[Data in this exercise — start]

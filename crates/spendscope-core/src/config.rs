//! Configuration
//!
//! Two-layer resolution:
//! 1. An override file: `$SPENDSCOPE_CONFIG`, else
//!    `~/.config/spendscope/config.toml` when it exists
//! 2. The embedded defaults (compiled into the binary)
//!
//! Override files may be partial; missing keys keep their default values.

use std::fs;
use std::path::{Path, PathBuf};
use std::time::Duration;

use serde::Deserialize;
use tracing::debug;

use crate::aggregate::{DashboardOptions, MAX_TREND_MONTHS, MAX_TREND_WEEKS};
use crate::ai::AIClient;
use crate::error::{Error, Result};
use crate::insights::InsightWindow;
use crate::registry::{builtin_categories, CategorySpec};

/// Embedded default config (compiled into binary)
const DEFAULT_CONFIG: &str = include_str!("../../../config/default.toml");

/// Environment variable naming an override file
pub const CONFIG_ENV: &str = "SPENDSCOPE_CONFIG";

#[derive(Debug, Clone, PartialEq)]
pub struct InsightsConfig {
    /// Backend name understood by [`AIClient::from_name`]
    pub backend: String,
    pub timeout: Duration,
    pub window: InsightWindow,
    /// Template selection seed; random when `None`
    pub seed: Option<u64>,
}

impl Default for InsightsConfig {
    fn default() -> Self {
        Self {
            backend: "none".to_string(),
            timeout: crate::insights::service::DEFAULT_TIMEOUT,
            window: InsightWindow::default(),
            seed: None,
        }
    }
}

#[derive(Debug, Clone, PartialEq)]
pub struct Config {
    pub dashboard: DashboardOptions,
    pub insights: InsightsConfig,
    /// Global default categories
    pub categories: Vec<CategorySpec>,
    /// Override file the config was read from, if any
    pub source: Option<PathBuf>,
}

impl Default for Config {
    fn default() -> Self {
        Self {
            dashboard: DashboardOptions::default(),
            insights: InsightsConfig::default(),
            categories: builtin_categories(),
            source: None,
        }
    }
}

impl Config {
    /// Resolve the override location and load
    pub fn load() -> Result<Self> {
        let path = std::env::var_os(CONFIG_ENV)
            .map(PathBuf::from)
            .or_else(default_config_path);
        Self::load_from(path.as_deref())
    }

    /// Load from an explicit override path (embedded defaults when `None`)
    ///
    /// A path named through `SPENDSCOPE_CONFIG` or `--config` must exist; the
    /// per-user location is optional.
    pub fn load_from(path: Option<&Path>) -> Result<Self> {
        let Some(path) = path else {
            return embedded_defaults();
        };
        if !path.exists() {
            if Some(path) == default_config_path().as_deref() {
                return embedded_defaults();
            }
            return Err(Error::Config(format!(
                "Config file not found: {}",
                path.display()
            )));
        }

        debug!(path = %path.display(), "Loading config override");
        let content = fs::read_to_string(path)?;
        let mut config = parse_config(&content)?;
        config.source = Some(path.to_path_buf());
        Ok(config)
    }

    /// Generation backend to use
    ///
    /// `AI_BACKEND` in the environment takes precedence over the file.
    pub fn ai_client(&self) -> Option<AIClient> {
        let client = match std::env::var("AI_BACKEND") {
            Ok(name) => AIClient::from_name(&name),
            Err(_) => AIClient::from_name(&self.insights.backend),
        };
        client.map(|c| c.with_timeout(self.insights.timeout))
    }
}

/// Per-user override location
pub fn default_config_path() -> Option<PathBuf> {
    dirs::config_dir().map(|d| d.join("spendscope").join("config.toml"))
}

/// Raw config structure for TOML parsing
#[derive(Debug, Deserialize)]
#[serde(deny_unknown_fields)]
struct RawConfig {
    dashboard: Option<RawDashboard>,
    insights: Option<RawInsights>,
    categories: Option<Vec<CategorySpec>>,
}

#[derive(Debug, Deserialize)]
#[serde(deny_unknown_fields)]
struct RawDashboard {
    trend_months: Option<usize>,
    recent_limit: Option<usize>,
    top_categories: Option<usize>,
}

#[derive(Debug, Deserialize)]
#[serde(deny_unknown_fields)]
struct RawInsights {
    backend: Option<String>,
    timeout_secs: Option<u64>,
    trend_weeks: Option<usize>,
    seed: Option<u64>,
}

/// Parse an override on top of the embedded defaults
fn parse_config(content: &str) -> Result<Config> {
    let mut config = embedded_defaults()?;
    apply_layer(&mut config, content)?;
    Ok(config)
}

fn embedded_defaults() -> Result<Config> {
    let mut config = Config::default();
    apply_layer(&mut config, DEFAULT_CONFIG)?;
    Ok(config)
}

/// Apply the keys present in one TOML document
fn apply_layer(config: &mut Config, content: &str) -> Result<()> {
    let raw: RawConfig = toml::from_str(content)?;

    if let Some(dashboard) = raw.dashboard {
        if let Some(months) = dashboard.trend_months {
            if !(1..=MAX_TREND_MONTHS).contains(&months) {
                return Err(Error::Config(format!(
                    "dashboard.trend_months must be between 1 and {}",
                    MAX_TREND_MONTHS
                )));
            }
            config.dashboard.trend_months = months;
            config.insights.window.trend_months = months;
        }
        if let Some(limit) = dashboard.recent_limit {
            config.dashboard.recent_limit = limit;
        }
        if let Some(top) = dashboard.top_categories {
            config.dashboard.top_categories = top;
        }
    }

    if let Some(insights) = raw.insights {
        if let Some(backend) = insights.backend {
            config.insights.backend = backend;
        }
        if let Some(secs) = insights.timeout_secs {
            if secs == 0 {
                return Err(Error::Config("insights.timeout_secs must be at least 1".into()));
            }
            config.insights.timeout = Duration::from_secs(secs);
        }
        if let Some(weeks) = insights.trend_weeks {
            if weeks > MAX_TREND_WEEKS {
                return Err(Error::Config(format!(
                    "insights.trend_weeks must be at most {}",
                    MAX_TREND_WEEKS
                )));
            }
            config.insights.window.trend_weeks = weeks;
        }
        if let Some(seed) = insights.seed {
            config.insights.seed = Some(seed);
        }
    }

    if let Some(categories) = raw.categories {
        for spec in &categories {
            if spec.name.trim().is_empty() {
                return Err(Error::Config("Category names cannot be empty".into()));
            }
        }
        config.categories = categories;
    }

    Ok(())
}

[Data in this exercise — finish]

Exercise directions: Would you print exactly the lines from the first line of the entries above through the line that has "pub struct InsightsConfig", both included, and stop there?

Written solution:
filename crates/spendscope-core/src/config.rs
//! Configuration
//!
//! Two-layer resolution:
//! 1. An override file: `$SPENDSCOPE_CONFIG`, else
//!    `~/.config/spendscope/config.toml` when it exists
//! 2. The embedded defaults (compiled into the binary)
//!
//! Override files may be partial; missing keys keep their default values.

use std::fs;
use std::path::{Path, PathBuf};
use std::time::Duration;

use serde::Deserialize;
use tracing::debug;

use crate::aggregate::{DashboardOptions, MAX_TREND_MONTHS, MAX_TREND_WEEKS};
use crate::ai::AIClient;
use crate::error::{Error, Result};
use crate::insights::InsightWindow;
use crate::registry::{builtin_categories, CategorySpec};

/// Embedded default config (compiled into binary)
const DEFAULT_CONFIG: &str = include_str!("../../../config/default.toml");

/// Environment variable naming an override file
pub const CONFIG_ENV: &str = "SPENDSCOPE_CONFIG";

#[derive(Debug, Clone, PartialEq)]
pub struct InsightsConfig {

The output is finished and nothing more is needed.